Bringing cell therapies for autoimmunity into the mainstream
Autoimmune patients have long been underserved by treatments that are blunt instruments. While repurposed oncology cell therapies hint at new avenues, they aren't optimized for the realities of today’s autoimmune patients. We’ve set out to change that via therapeutics optimized for safety and patient access.
The oncology cell therapy paradigm is not the answer in autoimmunity
While the feasibility of CAR-T therapy for autoimmune diseases has been underscored by the efficacy seen in early trials, there are significant limitations:
Patient Selection Dilemma: CAR-T's toxicity demands meticulous patient selection. It's a delicate balance: patients must be sufficiently ill to warrant this novel therapy but not so compromised that they are extra sensitive to potentially fatal adverse events like cytokine release syndrome (CRS) and Macrophage Activation Syndrome (MAS).
Accessibility Issues: The current reliance on autologous products restricts widespread patient access. Treatments are predominantly available only in elite medical institutions. To adequately serve high-risk lupus patients, it would require over 20 times the current commercial CAR-T doses.
Need for Lymphodepletion: Burdensome and toxic chemotherapy regimens are standard practice prior to cell therapy administration. In order to bring these therapies to significantly more patients, these protocols must be eliminated.
These challenges underscore the pressing need for a more universally applicable solution.
Our answer… Cell therapy efficacy in a drug-like package
Broad Accessibility
Off-the-shelf CAR-NK chassis
Leverage the 20+ year clinical safety record of NK cells
Unlike CAR-T, where drug kinetics can be highly variable, NK cells have a well-defined kinetic profile. They go in, do their job, and disappear
Avoiding lymphodepletion
Express engineered receptors to overcome lymphodepletion requirement
Massive increase in accessible patient population
Tailored Potency
Best-in-class NK-specific CARs
Eliminate autoreactive cells
Doubled potency window over legacy CARs
Switch Receptor Arrays
Tune potency for different patient subsets
Leverage multiple mechanisms of action to address heterogeneous diseases
How we approach cell therapy design differently
Accelerating cell therapy discovery with rapid prototyping and generative design
Drawing inspiration from agile engineering approaches, we’re designing cell therapies from building blocks, using pre-made components that can be combined in different ways to achieve complex design goals. We rapidly prototype and test thousands of cell designs in parallel to identify the most effective combinations of components for a given set of design goals. Executing these state-of-the-art synthetic biology approaches in primary immune cells has required multidisciplinary innovation in both molecular and cell engineering.
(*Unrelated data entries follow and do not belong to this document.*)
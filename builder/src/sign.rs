// Licensed under the Apache-2.0 license

use crate::error::{Result, TrustError};
use crate::hash;
use crate::keygen::PrivateKey;
use crate::scheme::{DigestRequirement, SignatureAlgorithm};
use log::debug;

#[derive(Debug, Clone, PartialEq, Eq)]
pub struct SignatureRecord {
    pub algorithm: SignatureAlgorithm,
    /// Digest that was signed; `None` for schemes that sign the message.
    pub digest: Option<Vec<u8>>,
    pub signature: Vec<u8>,
}

/// Signs `input` with `key`. For prehashed schemes `input` is the digest,
/// otherwise it is the raw message.
pub fn sign(
    key: &PrivateKey,
    algorithm: SignatureAlgorithm,
    input: &[u8],
) -> Result<SignatureRecord> {
    if key.algorithm() != algorithm {
        return Err(TrustError::InvalidKey(format!(
            "{} key cannot produce {algorithm} signatures",
            key.algorithm()
        )));
    }
    let scheme = algorithm.scheme();
    let signature = scheme.sign(key, input)?;
    let digest = match scheme.digest_requirement() {
        DigestRequirement::Prehashed(_) => Some(input.to_vec()),
        DigestRequirement::Message => None,
    };
    debug!("Produced {} byte {algorithm} signature", signature.len());
    Ok(SignatureRecord {
        algorithm,
        digest,
        signature,
    })
}

/// Signs image content, hashing it first when the scheme needs a digest.
pub fn sign_image(
    key: &PrivateKey,
    algorithm: SignatureAlgorithm,
    content: &[u8],
) -> Result<SignatureRecord> {
    match algorithm.scheme().digest_requirement() {
        DigestRequirement::Prehashed(hash_algorithm) => {
            sign(key, algorithm, &hash::digest(content, hash_algorithm))
        }
        DigestRequirement::Message => sign(key, algorithm, content),
    }
}
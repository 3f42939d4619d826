// Licensed under the Apache-2.0 license

//! Partition metadata table.
//!
//! ```text
//! +-------+------------------+---------------------------+----------+
//! | count | 31 reserved (0)  | count x 64 byte entries   | CRC-32   |
//! +-------+------------------+---------------------------+----------+
//! ```
//!
//! Each entry is the partition's load address and size (little-endian)
//! followed by 56 reserved bytes. The CRC-32 covers everything before it.

use crate::container::{persist_outputs, FlashContainer};
use crate::error::{Result, TrustError};
use crc32fast::Hasher;
use flash_image::{
    metadata_table_size, MetadataEntry, MetadataHeader, MetadataTrailer, MetadataView,
    MAX_METADATA_ENTRIES, METADATA_HEADER_SIZE,
};
use fw_trust_config::{PartitionLayout, INSTALLER_PARTITION};
use log::{debug, info};
use std::path::Path;
use zerocopy::IntoBytes;

pub use fw_trust_config::PartitionEntry;

pub fn calculate_checksum(data: &[u8]) -> u32 {
    let mut hasher = Hasher::new();
    hasher.update(data);
    hasher.finalize()
}

/// A serialized, checksummed table. Immutable once built.
#[derive(Debug, Clone, PartialEq, Eq)]
pub struct MetadataTable {
    entries: Vec<PartitionEntry>,
    checksum: u32,
    bytes: Vec<u8>,
}

impl MetadataTable {
    /// Serializes the present entries in order. Absent entries are skipped.
    pub fn build<'a>(entries: impl IntoIterator<Item = &'a PartitionEntry>) -> Result<Self> {
        let entries: Vec<PartitionEntry> = entries
            .into_iter()
            .filter(|e| e.present)
            .cloned()
            .collect();
        let count = u8::try_from(entries.len()).map_err(|_| {
            TrustError::config(
                "partitions",
                format!(
                    "{} present partitions, at most {MAX_METADATA_ENTRIES} fit in the table",
                    entries.len()
                ),
            )
        })?;

        let mut bytes = Vec::with_capacity(metadata_table_size(entries.len()));
        bytes.extend_from_slice(MetadataHeader::new(count).as_bytes());
        for entry in &entries {
            bytes.extend_from_slice(MetadataEntry::new(entry.address, entry.size).as_bytes());
        }
        let checksum = calculate_checksum(&bytes);
        bytes.extend_from_slice(MetadataTrailer::new(checksum).as_bytes());

        Ok(Self {
            entries,
            checksum,
            bytes,
        })
    }

    /// Reads a table back, checking its length and checksum. Partition names
    /// are not stored on flash, so parsed entries carry empty names.
    pub fn parse(bytes: &[u8]) -> Result<Self> {
        let view = MetadataView::parse(bytes).ok_or_else(|| {
            TrustError::parse(
                "<metadata>",
                format!("{} bytes is too short for the advertised entry count", bytes.len()),
            )
        })?;
        let expected = view.trailer.checksum.get();
        let actual = calculate_checksum(view.checksummed_bytes());
        if expected != actual {
            return Err(TrustError::ChecksumMismatch { expected, actual });
        }
        let entries = view
            .entries
            .iter()
            .map(|e| PartitionEntry::present("", e.address.get(), e.size.get()))
            .collect();
        Ok(Self {
            entries,
            checksum: actual,
            bytes: bytes[..view.len()].to_vec(),
        })
    }

    pub fn entries(&self) -> &[PartitionEntry] {
        &self.entries
    }

    pub fn entry_count(&self) -> u8 {
        self.bytes[0]
    }

    pub fn checksum(&self) -> u32 {
        self.checksum
    }

    pub fn as_bytes(&self) -> &[u8] {
        &self.bytes
    }

    pub fn to_bytes(&self) -> Vec<u8> {
        self.bytes.clone()
    }
}

/// Where the table goes in flash.
#[derive(Debug, Clone, Copy, PartialEq, Eq)]
pub enum MetadataPlacement {
    Fixed(u32),
    /// Immediately after the installer partition.
    AfterInstaller,
}

pub fn resolve_placement(placement: MetadataPlacement, layout: &PartitionLayout) -> Result<u32> {
    match placement {
        MetadataPlacement::Fixed(address) => Ok(address),
        MetadataPlacement::AfterInstaller => {
            let installer = layout.installer.ok_or_else(|| {
                TrustError::config(
                    format!("{INSTALLER_PARTITION}_PARTITION_START"),
                    "required to place the metadata after the installer",
                )
            })?;
            installer.end().ok_or_else(|| {
                TrustError::config(
                    format!("{INSTALLER_PARTITION}_PARTITION_SIZE"),
                    "installer partition ends past the 32-bit address space",
                )
            })
        }
    }
}

pub struct MetadataRequest<'a> {
    pub layout: &'a PartitionLayout,
    pub placement: MetadataPlacement,
    pub output: &'a Path,
}

#[derive(Debug, Clone)]
pub struct GeneratedMetadata {
    pub table: MetadataTable,
    pub address: u32,
    pub container: FlashContainer,
}

/// Builds the table for `request.layout` and writes it as an Intel Hex file
/// holding only the table at the resolved address.
pub fn generate_metadata(request: &MetadataRequest) -> Result<GeneratedMetadata> {
    let address = resolve_placement(request.placement, request.layout)?;
    let table = MetadataTable::build(&request.layout.entries)?;
    for entry in table.entries() {
        debug!("{}: 0x{:08x} + 0x{:x}", entry.name, entry.address, entry.size);
    }
    let container = FlashContainer::from_binary(table.as_bytes(), address)?;
    let hex = container.to_hex_string()?;
    persist_outputs(&[(request.output, hex.as_bytes())])?;
    info!(
        "Wrote {} partition metadata entries at 0x{address:08x} to {}",
        table.entry_count(),
        request.output.display()
    );
    Ok(GeneratedMetadata {
        table,
        address,
        container,
    })
}

/// Reads and checks the table stored at `address` in `container`.
pub fn metadata_verify(container: &FlashContainer, address: u32) -> Result<MetadataTable> {
    let header = container.read(address, METADATA_HEADER_SIZE).ok_or_else(|| {
        TrustError::parse("<metadata>", format!("no metadata header at 0x{address:08x}"))
    })?;
    let size = metadata_table_size(header[0] as usize);
    let bytes = container.read(address, size).ok_or_else(|| {
        TrustError::parse(
            "<metadata>",
            format!("metadata at 0x{address:08x} is shorter than {size} bytes"),
        )
    })?;
    MetadataTable::parse(bytes)
}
Tools: Switch Receptor Arrays
Switch receptors are powerful cell engineering components that give cells the ability to respond to environmental signals, even inhibitory ones, and convert those signals into activating or survival cues. Modulus has developed a platform for the discovery of novel switch receptors, which enables the precise control of CAR-T and CAR-NK cell activity in response to a switch ligand. This technology has the potential to improve the safety and efficacy of cell therapies by allowing for more precise control over their activation and targeting.
Tools: Best-in-class NK-specific CARs
Chimeric Antigen Receptors (CARs) are a type of engineered protein receptor that can be expressed on the surface of immune cells, particularly engineered T-cells and Natural Killer (NK) cells. CARs are designed to recognize specific antigens present on diseased cells and activate effector cells to target and destroy those cells. Modulus has developed a platform for discovery of custom CARs to enhance the persistence and cytotoxicity of T and NK cells. Our CAR-T and CAR-NK components are designed to enhance proliferation and cytotoxicity providing a deeper and more durable response against target cells.